START THE INPUT

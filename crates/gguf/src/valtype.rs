//! The GGUF metadata value-type registry: the 13 on-disk tags plus the two
//! synthetic stream-only tags the reader uses to bracket array callbacks.

use crate::error::{GgufError, Result};

/// A metadata value-type tag, as stored on disk (`UINT8` through `FLOAT64`)
/// plus the two synthetic variants the reader emits around array elements.
/// The synthetic variants never appear in a file.
#[derive(Debug, Clone, Copy, PartialEq, Eq, Hash)]
pub enum ValueType {
    UInt8,
    Int8,
    UInt16,
    Int16,
    UInt32,
    Int32,
    Float32,
    Bool,
    String,
    Array,
    UInt64,
    Int64,
    Float64,
    /// Synthetic: fires once before the first element of an array.
    ArrayStart,
    /// Synthetic: fires once after the last element of an array.
    ArrayEnd,
}

impl ValueType {
    /// Decode an on-disk type tag. Unlike the tensor-type registry, an
    /// unrecognized value-type tag is a hard parse error: the reader cannot
    /// know the value's width and therefore cannot keep the cursor in sync.
    pub fn from_tag(tag: u32) -> Result<ValueType> {
        Ok(match tag {
            0 => ValueType::UInt8,
            1 => ValueType::Int8,
            2 => ValueType::UInt16,
            3 => ValueType::Int16,
            4 => ValueType::UInt32,
            5 => ValueType::Int32,
            6 => ValueType::Float32,
            7 => ValueType::Bool,
            8 => ValueType::String,
            9 => ValueType::Array,
            10 => ValueType::UInt64,
            11 => ValueType::Int64,
            12 => ValueType::Float64,
            other => return Err(GgufError::UnsupportedValueType(other)),
        })
    }

    /// The on-disk tag for this type. Panics on the two synthetic variants,
    /// which are never written.
    pub fn tag(self) -> u32 {
        match self {
            ValueType::UInt8 => 0,
            ValueType::Int8 => 1,
            ValueType::UInt16 => 2,
            ValueType::Int16 => 3,
            ValueType::UInt32 => 4,
            ValueType::Int32 => 5,
            ValueType::Float32 => 6,
            ValueType::Bool => 7,
            ValueType::String => 8,
            ValueType::Array => 9,
            ValueType::UInt64 => 10,
            ValueType::Int64 => 11,
            ValueType::Float64 => 12,
            ValueType::ArrayStart | ValueType::ArrayEnd => {
                unreachable!("synthetic value types have no on-disk tag")
            }
        }
    }

    /// Human-readable name, or `"unknown"` for an unrecognized tag — used by
    /// callers (the `show` command) that want best-effort display rather
    /// than a hard error.
    pub fn name(self) -> &'static str {
        match self {
            ValueType::UInt8 => "uint8",
            ValueType::Int8 => "int8",
            ValueType::UInt16 => "uint16",
            ValueType::Int16 => "int16",
            ValueType::UInt32 => "uint32",
            ValueType::Int32 => "int32",
            ValueType::Float32 => "float32",
            ValueType::Bool => "bool",
            ValueType::String => "string",
            ValueType::Array => "array",
            ValueType::UInt64 => "uint64",
            ValueType::Int64 => "int64",
            ValueType::Float64 => "float64",
            ValueType::ArrayStart => "array_start",
            ValueType::ArrayEnd => "array_end",
        }
    }

    /// On-disk width of a non-array value, or `None` for `Array` (whose
    /// payload the caller must consume recursively) and for the synthetic
    /// variants.
    ///
    /// `bytes` must start at the value itself (not its type tag). For
    /// `String`, the first 8 bytes are read to recover the length prefix.
    pub fn value_len(self, bytes: &[u8]) -> Result<Option<usize>> {
        Ok(match self {
            ValueType::UInt8 | ValueType::Int8 | ValueType::Bool => Some(1),
            ValueType::UInt16 | ValueType::Int16 => Some(2),
            ValueType::UInt32 | ValueType::Int32 | ValueType::Float32 => Some(4),
            ValueType::UInt64 | ValueType::Int64 | ValueType::Float64 => Some(8),
            ValueType::String => {
                if bytes.len() < 8 {
                    return Err(GgufError::Truncated {
                        offset: 0,
                        needed: 8,
                        available: bytes.len(),
                    });
                }
                let len = u64::from_le_bytes(bytes[0..8].try_into().unwrap()) as usize;
                Some(8 + len)
            }
            ValueType::Array | ValueType::ArrayStart | ValueType::ArrayEnd => None,
        })
    }
}

/// Name lookup that never fails, for display code that must tolerate
/// corrupt or forward-incompatible type ids (returns `"unknown"` rather
/// than propagating an error).
pub fn value_name_or_unknown(tag: u32) -> &'static str {
    ValueType::from_tag(tag).map(ValueType::name).unwrap_or("unknown")
}
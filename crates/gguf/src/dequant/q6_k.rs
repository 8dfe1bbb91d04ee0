//! Q6_K: super-blocks of 256 weights, split into two 128-weight clusters.
//!
//! Layout (210 bytes): 128 bytes of low nibbles (`L`), 64 bytes of high
//! 2-bit pairs (`H`), 16 signed 8-bit sub-scales (`scales`), and an `f16`
//! super-scale.
//!
//! Within cluster `c` (0 or 1), for local index `j` in `0..128`:
//! `low4 = (L[c*64 + j%64] >> ((j/64)*4)) & 0xf`
//! `high2 = (H[c*32 + j%32] >> ((j/32)*2)) & 0x3`
//! `u = low4 | (high2 << 4)` is an unsigned 6-bit quant; `q = u as i32 - 32`.
//! The sub-scale for `j` is `scales[c*8 + j/16]` (signed).
//! `weight = super_scale * subscale * q`.

use super::{block_at, DequantSink};
use crate::error::Result;
use crate::half::half_to_f32;

const SUPERBLOCK_SIZE: usize = 256;
const SUPERBLOCK_BYTES: usize = 210;
const CLUSTER_SIZE: usize = 128;

pub fn decode(src: &[u8], count: usize, sink: &mut dyn DequantSink) -> Result<()> {
    let n_super = count.div_ceil(SUPERBLOCK_SIZE);
    let mut produced = 0;
    for s in 0..n_super {
        let block = block_at(src, s * SUPERBLOCK_BYTES, SUPERBLOCK_BYTES)?;
        let l = &block[0..128];
        let h = &block[128..192];
        let scales = &block[192..208];
        let super_scale = half_to_f32(u16::from_le_bytes(block[208..210].try_into().unwrap()));

        let remaining = count - produced;
        let take = remaining.min(SUPERBLOCK_SIZE);
        for global_i in 0..take {
            let c = global_i / CLUSTER_SIZE;
            let j = global_i % CLUSTER_SIZE;
            let low4 = (l[c * 64 + j % 64] >> ((j / 64) * 4)) & 0x0f;
            let high2 = (h[c * 32 + j % 32] >> ((j / 32) * 2)) & 0x3;
            let u = low4 | (high2 << 4);
            let q = u as i32 - 32;
            let subscale = scales[c * 8 + j / 16] as i8;
            let weight = super_scale * subscale as f32 * q as f32;
            sink.store(produced + global_i, weight);
        }
        produced += take;
    }
    Ok(())
}
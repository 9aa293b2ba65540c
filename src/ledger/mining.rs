use tracing::trace;

use super::block::Block;
use crate::utils::fnv1a_32;

/// Proof-of-work search. Writes `threshold` into the block, scans nonces
/// upward from zero until the digest of the block image falls at or below
/// it, leaves the winning nonce in place, and returns the accepted hash.
/// Deterministic: the same block and threshold always land on the same nonce.
pub fn mine(block: &mut Block, threshold: u32) -> u32 {
    block.threshold = threshold;
    block.nonce = 0;
    loop {
        let hash = fnv1a_32(&block.image());
        if hash <= threshold {
            trace!(
                index = block.index,
                nonce = block.nonce,
                hash = %format!("0x{}", hex::encode(hash.to_be_bytes())),
                "mined"
            );
            return hash;
        }
        block.nonce = block.nonce.wrapping_add(1);
    }
}
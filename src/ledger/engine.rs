use thiserror::Error;
use tracing::{info, warn};

use super::block::{Block, BLANK_SIZE};
use super::builder;
use super::chain::Chain;
use super::mining::mine;
use crate::utils::Clock;

/// Maximum accepted hash value; roughly 2^12 digests per block on average.
pub const DEFAULT_THRESHOLD: u32 = 1 << 20;

/// Why a send was refused. A refused send leaves the chain untouched.
#[derive(Debug, Error, PartialEq, Eq)]
pub enum SendError {
    #[error("transfer rejected")]
    RejectedTransfer,
    #[error("receipt rejected")]
    RejectedReceipt,
}

impl SendError {
    /// Numeric status: success is 0, rejections are negative.
    pub fn code(&self) -> i32 {
        match self {
            SendError::RejectedTransfer => -1,
            SendError::RejectedReceipt => -2,
        }
    }
}

/// The ledger proper: owns the chain, the clock, and the mining threshold.
/// Single-threaded by design; `send` blocks until its blocks are committed.
pub struct Ledger<C: Clock> {
    chain: Chain,
    clock: C,
    threshold: u32,
}

impl<C: Clock> Ledger<C> {
    /// A fresh ledger whose genesis block wraps `blank` under `prev_hash_seed`.
    pub fn new(blank: [u8; BLANK_SIZE], prev_hash_seed: u32, clock: C) -> Ledger<C> {
        Ledger::with_threshold(blank, prev_hash_seed, clock, DEFAULT_THRESHOLD)
    }

    pub fn with_threshold(
        blank: [u8; BLANK_SIZE],
        prev_hash_seed: u32,
        mut clock: C,
        threshold: u32,
    ) -> Ledger<C> {
        let mut chain = Chain::new();
        let mut genesis = Block::new(
            chain.next_index(),
            prev_hash_seed,
            clock.tick(),
            builder::build_blank(blank),
        );
        // Mined up front so the whole-chain threshold invariant holds from
        // the first block onward.
        mine(&mut genesis, threshold);
        chain.append(genesis);

        Ledger {
            chain,
            clock,
            threshold,
        }
    }

    pub fn chain(&self) -> &Chain {
        &self.chain
    }

    pub fn threshold(&self) -> u32 {
        self.threshold
    }

    /// Balance of `account` as recorded by its newest Receipt.
    pub fn balance(&self, account: u32) -> u32 {
        self.chain.latest_receipt(account).0
    }

    /// Expands a user-level transfer into the three-block protocol: the
    /// transfer itself, the receiver's receipt, and (for non-mint sends) the
    /// change receipt returned to the sender. Each block is mined against
    /// its finalized predecessor before it is appended.
    pub fn send(&mut self, sender: u32, receiver: u32, amount: u32) -> Result<(), SendError> {
        let transfer_tx = builder::build_transfer(&self.chain, sender, receiver, amount)
            .ok_or(SendError::RejectedTransfer)?;

        // Re-mining the tail is a deterministic no-op that hands back its
        // hash; nothing observable changes on a rejection below.
        let tail = self
            .chain
            .tail_mut()
            .expect("chain always holds the genesis block");
        let prev_hash = mine(tail, self.threshold);

        let base = self.chain.next_index();
        let mut transfer_block = Block::new(base, prev_hash, self.clock.tick(), transfer_tx);

        // Guarded even though a successfully built transfer implies a
        // buildable receipt for any in-range balance.
        let receipt_tx = builder::build_receipt(&self.chain, &transfer_block).ok_or_else(|| {
            warn!(sender, receiver, amount, "receipt could not be built");
            SendError::RejectedReceipt
        })?;
        let prev_hash = mine(&mut transfer_block, self.threshold);
        let mut receipt_block = Block::new(base + 1, prev_hash, self.clock.tick(), receipt_tx);

        let return_tx = builder::build_return(&self.chain, &transfer_block, &receipt_block);
        let prev_hash = mine(&mut receipt_block, self.threshold);
        let return_block = return_tx.map(|tx| {
            let mut block = Block::new(base + 2, prev_hash, self.clock.tick(), tx);
            mine(&mut block, self.threshold);
            block
        });

        self.chain.append(transfer_block);
        self.chain.append(receipt_block);
        let appended = if let Some(block) = return_block {
            self.chain.append(block);
            3
        } else {
            2
        };

        info!(sender, receiver, amount, appended, "send committed");
        Ok(())
    }
}
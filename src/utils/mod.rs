pub mod clock;
pub mod hash;

pub use clock::{Clock, FixedClock, SystemClock};
pub use hash::fnv1a_32;
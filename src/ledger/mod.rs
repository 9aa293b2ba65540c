pub mod block;
pub mod builder;
pub mod chain;
pub mod engine;
pub mod mining;

pub use block::{
    Block, ReceiptPayload, Transaction, TransactionKind, TransferPayload, BLANK_SIZE,
    BLOCK_IMAGE_SIZE, NO_RECEIPT, TX_IMAGE_SIZE,
};
pub use chain::{Chain, ValidationError};
pub use engine::{Ledger, SendError, DEFAULT_THRESHOLD};
pub use mining::mine;
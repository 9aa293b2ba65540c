//! An in-process append-only ledger. Transfers between integer-identified
//! accounts are recorded as a linear chain of proof-of-work blocks; each
//! user-level send expands into a transfer, a receipt, and (when the sender
//! has a prior balance) a change receipt. Balances come from a backward scan
//! for an account's newest receipt.

pub mod ledger;
pub mod utils;

pub use ledger::{Block, Chain, Ledger, SendError, Transaction, DEFAULT_THRESHOLD};
pub use utils::{Clock, FixedClock, SystemClock};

END THE INPUT

| DIRECTIONS FOR THIS TASK |
Scan the data above, find each line with "user", and copy it.

| RESPONSE AREA |
    /// Expands a user-level transfer into the three-block protocol: the
//! user-level send expands into a transfer, a receipt, and (when the sender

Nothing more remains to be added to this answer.